### Requirement:
Each line from the start of the listing below through the line containing "pub trait ScriptEngine: Send" should be reproduced exactly, with no others.

┌──

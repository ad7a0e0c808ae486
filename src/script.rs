//! Scripts and script engines
//!
//! ## Table of Contents
//! - **Script**: Opaque installable unit of logic
//! - **ScriptEngine**: Execution context scripts are installed into
//! - **ScriptEngineFactory**: Produces fresh, empty engines (injected into sessions)
//! - **NativeScriptFactory / NativeScriptEngine**: Engine whose scripts name Rust functions

use crate::error::{CompileError, Result};
use crate::filter_env::FilterEnv;
use parking_lot::RwLock;
use serde::{Deserialize, Serialize};
use std::collections::HashMap;
use std::fmt;
use std::sync::Arc;
use tracing::debug;

/// Language tag for scripts handled by [`NativeScriptEngine`]
pub const NATIVE_LANGUAGE: &str = "native";

/// An installable unit of logic
#[derive(Debug, Clone, PartialEq, Eq, Serialize, Deserialize)]
pub struct Script {
    name: String,
    language: String,
    code: String,
}

/// Shared script handle
pub type ScriptRef = Arc<Script>;

impl Script {
    /// Create a new script
    pub fn new(name: impl Into<String>, language: impl Into<String>, code: impl Into<String>) -> Self {
        Self {
            name: name.into(),
            language: language.into(),
            code: code.into(),
        }
    }

    /// Create a script bound to a function registered on a [`NativeScriptFactory`]
    pub fn native(name: impl Into<String>, function: impl Into<String>) -> Self {
        Self::new(name, NATIVE_LANGUAGE, function)
    }

    /// Script name
    pub fn name(&self) -> &str {
        &self.name
    }

    /// Language tag
    pub fn language(&self) -> &str {
        &self.language
    }

    /// Script body (for native scripts, the function name)
    pub fn code(&self) -> &str {
        &self.code
    }
}

impl fmt::Display for Script {
    fn fmt(&self, f: &mut fmt::Formatter<'_>) -> fmt::Result {
        write!(f, "{} ({})", self.name, self.language)
    }
}

/// Execution context that scripts are installed into
///
/// Implementations own their evaluation strategy; this crate only
/// installs scripts and asks for them to be run by name.
#[cfg_attr(test, mockall::automock)]
pub trait ScriptEngine: Send {
    /// Install a script; later installs under the same name shadow earlier ones
    fn install(&mut self, script: &ScriptRef) -> Result<()>;

    /// Run an installed script against a filter environment
    fn run(&mut self, name: &str, env: &mut FilterEnv) -> Result<()>;

    /// Check whether a script name is installed
    fn is_installed(&self, name: &str) -> bool;

    /// Installed script names in install order
    fn installed(&self) -> Vec<String>;
}

/// Boxed engine as returned by factories
pub type BoxedScriptEngine = Box<dyn ScriptEngine>;

/// Creates empty script engines
#[cfg_attr(test, mockall::automock)]
pub trait ScriptEngineFactory: Send + Sync {
    /// Create a fresh engine with nothing installed
    fn create_engine(&self) -> Result<BoxedScriptEngine>;
}

/// Shared factory handle
pub type BoxedScriptEngineFactory = Arc<dyn ScriptEngineFactory>;

/// Function body for native scripts
pub type NativeFn = Arc<dyn Fn(&mut FilterEnv) -> Result<()> + Send + Sync>;

/// Factory for [`NativeScriptEngine`]s
///
/// Functions are registered once and shared by every engine the factory
/// creates.
#[derive(Clone, Default)]
pub struct NativeScriptFactory {
    functions: Arc<RwLock<HashMap<String, NativeFn>>>,
}

impl NativeScriptFactory {
    /// Create a factory with no registered functions
    pub fn new() -> Self {
        Self::default()
    }

    /// Register a function under a name
    pub fn register<F>(&self, name: impl Into<String>, function: F)
    where
        F: Fn(&mut FilterEnv) -> Result<()> + Send + Sync + 'static,
    {
        let name = name.into();
        debug!(function = %name, "Native script function registered");
        self.functions.write().insert(name, Arc::new(function));
    }

    /// Builder-style [`NativeScriptFactory::register`]
    pub fn with_function<F>(self, name: impl Into<String>, function: F) -> Self
    where
        F: Fn(&mut FilterEnv) -> Result<()> + Send + Sync + 'static,
    {
        self.register(name, function);
        self
    }

    /// Number of registered functions
    pub fn len(&self) -> usize {
        self.functions.read().len()
    }

    /// Check if no functions are registered
    pub fn is_empty(&self) -> bool {
        self.functions.read().is_empty()
    }
}

impl fmt::Debug for NativeScriptFactory {
    fn fmt(&self, f: &mut fmt::Formatter<'_>) -> fmt::Result {
        let mut names: Vec<String> = self.functions.read().keys().cloned().collect();
        names.sort();
        f.debug_struct("NativeScriptFactory")
            .field("functions", &names)
            .finish()
    }
}

impl ScriptEngineFactory for NativeScriptFactory {
    fn create_engine(&self) -> Result<BoxedScriptEngine> {
        Ok(Box::new(NativeScriptEngine {
            functions: Arc::clone(&self.functions),
            installed: Vec::new(),
        }))
    }
}

/// Engine that runs native scripts by looking up registered functions
pub struct NativeScriptEngine {
    functions: Arc<RwLock<HashMap<String, NativeFn>>>,
    installed: Vec<(String, NativeFn)>,
}

impl ScriptEngine for NativeScriptEngine {
    fn install(&mut self, script: &ScriptRef) -> Result<()> {
        if script.language() != NATIVE_LANGUAGE {
            return Err(CompileError::script(format!(
                "cannot install '{}': unsupported language '{}'",
                script.name(),
                script.language()
            )));
        }

        let function = self
            .functions
            .read()
            .get(script.code())
            .cloned()
            .ok_or_else(|| {
                CompileError::script(format!(
                    "cannot install '{}': no native function '{}'",
                    script.name(),
                    script.code()
                ))
            })?;

        self.installed.push((script.name().to_string(), function));
        Ok(())
    }

    fn run(&mut self, name: &str, env: &mut FilterEnv) -> Result<()> {
        let function = self
            .installed
            .iter()
            .rev()
            .find(|(n, _)| n == name)
            .map(|(_, f)| Arc::clone(f))
            .ok_or_else(|| CompileError::script(format!("script '{}' is not installed", name)))?;
        function(env)
    }

    fn is_installed(&self, name: &str) -> bool {
        self.installed.iter().any(|(n, _)| n == name)
    }

    fn installed(&self) -> Vec<String> {
        self.installed.iter().map(|(n, _)| n.clone()).collect()
    }
}

#[cfg(test)]
mod tests {
    use super::*;
    use crate::property::Property;
    use crate::session::Session;

    fn factory() -> NativeScriptFactory {
        NativeScriptFactory::new().with_function("set_lod", |env: &mut FilterEnv| {
            env.set_property(Property::new("lod", 2));
            Ok(())
        })
    }

    #[test]
    fn test_install_and_run() {
        let factory = factory();
        let session = Arc::new(Session::new(Arc::new(factory.clone())));
        let mut env = session.create_filter_env();

        let mut engine = factory.create_engine().unwrap();
        engine.install(&Arc::new(Script::native("detail", "set_lod"))).unwrap();
        assert!(engine.is_installed("detail"));

        engine.run("detail", &mut env).unwrap();
        assert_eq!(session.property("lod").as_i64(0), 2);
    }

    #[test]
    fn test_install_rejects_unknown() {
        let mut engine = factory().create_engine().unwrap();

        let missing = Arc::new(Script::native("x", "no_such_fn"));
        assert!(matches!(engine.install(&missing), Err(CompileError::Script(_))));

        let lua = Arc::new(Script::new("y", "lua", "return 1"));
        assert!(matches!(engine.install(&lua), Err(CompileError::Script(_))));
        assert!(engine.installed().is_empty());
    }

    #[test]
    fn test_run_requires_install() {
        let factory = factory();
        let session = Arc::new(Session::new(Arc::new(factory.clone())));
        let mut env = session.create_filter_env();
        let mut engine = factory.create_engine().unwrap();

        assert!(engine.run("detail", &mut env).is_err());
    }
}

└──

### Result for this task:
repository ad7a0e0c808ae486
filename src/script.rs
//! Scripts and script engines
//!
//! ## Table of Contents
//! - **Script**: Opaque installable unit of logic
//! - **ScriptEngine**: Execution context scripts are installed into
//! - **ScriptEngineFactory**: Produces fresh, empty engines (injected into sessions)
//! - **NativeScriptFactory / NativeScriptEngine**: Engine whose scripts name Rust functions

use crate::error::{CompileError, Result};
use crate::filter_env::FilterEnv;
use parking_lot::RwLock;
use serde::{Deserialize, Serialize};
use std::collections::HashMap;
use std::fmt;
use std::sync::Arc;
use tracing::debug;

/// Language tag for scripts handled by [`NativeScriptEngine`]
pub const NATIVE_LANGUAGE: &str = "native";

/// An installable unit of logic
#[derive(Debug, Clone, PartialEq, Eq, Serialize, Deserialize)]
pub struct Script {
    name: String,
    language: String,
    code: String,
}

/// Shared script handle
pub type ScriptRef = Arc<Script>;

impl Script {
    /// Create a new script
    pub fn new(name: impl Into<String>, language: impl Into<String>, code: impl Into<String>) -> Self {
        Self {
            name: name.into(),
            language: language.into(),
            code: code.into(),
        }
    }

    /// Create a script bound to a function registered on a [`NativeScriptFactory`]
    pub fn native(name: impl Into<String>, function: impl Into<String>) -> Self {
        Self::new(name, NATIVE_LANGUAGE, function)
    }

    /// Script name
    pub fn name(&self) -> &str {
        &self.name
    }

    /// Language tag
    pub fn language(&self) -> &str {
        &self.language
    }

    /// Script body (for native scripts, the function name)
    pub fn code(&self) -> &str {
        &self.code
    }
}

impl fmt::Display for Script {
    fn fmt(&self, f: &mut fmt::Formatter<'_>) -> fmt::Result {
        write!(f, "{} ({})", self.name, self.language)
    }
}

/// Execution context that scripts are installed into
///
/// Implementations own their evaluation strategy; this crate only
/// installs scripts and asks for them to be run by name.
#[cfg_attr(test, mockall::automock)]
pub trait ScriptEngine: Send {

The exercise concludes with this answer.